◆ What the task asks
When a line of the entries below contains "CameraId", it counts once; state how many such lines there are and nothing else.

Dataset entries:
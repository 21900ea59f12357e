//! Local sample delivery: write to the inbox, then submit

use super::Inbox;
use crate::error::Result;
use crate::frame_sampler::{OutboundSample, SampleSink};
use crate::group_aggregator::GroupDispatcher;
use crate::models::SampleEnvelope;
use async_trait::async_trait;
use std::sync::Arc;

pub struct InboxSink {
    inbox: Arc<Inbox>,
    dispatcher: Arc<GroupDispatcher>,
}

impl InboxSink {
    pub fn new(inbox: Arc<Inbox>, dispatcher: Arc<GroupDispatcher>) -> Self {
        Self { inbox, dispatcher }
    }
}

#[async_trait]
impl SampleSink for InboxSink {
    async fn deliver(&self, sample: OutboundSample) -> Result<()> {
        let path = self.inbox.store(&sample.file_name, &sample.jpeg).await?;
        let envelope = SampleEnvelope::new(sample.camera, path, sample.captured_at)
            .with_actuation(sample.actuation);
        self.dispatcher.submit(envelope);
        Ok(())
    }
}

#[cfg(test)]
mod tests {
    use super::*;
    use crate::group_aggregator::{FlushedGroup, GroupAggregator, GroupProcessor};
    use crate::models::{ActuationMarker, CameraId};
    use crate::snapshot_service::testing::scratch_dir;
    use chrono::Utc;
    use std::time::Duration;

    struct Idle;

    #[async_trait]
    impl GroupProcessor for Idle {
        async fn process(&self, _group: FlushedGroup) {}
    }

    #[tokio::test]
    async fn test_delivery_stores_and_submits_with_marker() {
        let dir = scratch_dir("inbox_sink");
        let inbox = Arc::new(Inbox::new(&dir).await.unwrap());
        let aggregator = Arc::new(GroupAggregator::new(10, Duration::from_secs(60)));
        let dispatcher = Arc::new(GroupDispatcher::new(aggregator.clone(), Arc::new(Idle)));
        let sink = InboxSink::new(inbox, dispatcher.clone());
        let camera = CameraId::parse("10.0.0.5").unwrap();

        sink.deliver(OutboundSample {
            camera: camera.clone(),
            file_name: "10_0_0_5_2024_05_01_09_30_00_focus5min.jpg".to_string(),
            jpeg: vec![0xFF, 0xD8, 0xFF, 0xD9],
            captured_at: Utc::now(),
            actuation: Some(ActuationMarker { hold_minutes: 5 }),
        })
        .await
        .unwrap();

        let path = dir.join("10_0_0_5_2024_05_01_09_30_00_focus5min.jpg");
        assert!(path.exists());
        assert!(dispatcher.is_known(&path));
        assert_eq!(aggregator.pending_len(&camera), 1);
        let _ = std::fs::remove_dir_all(dir);
    }
}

◆ Output
2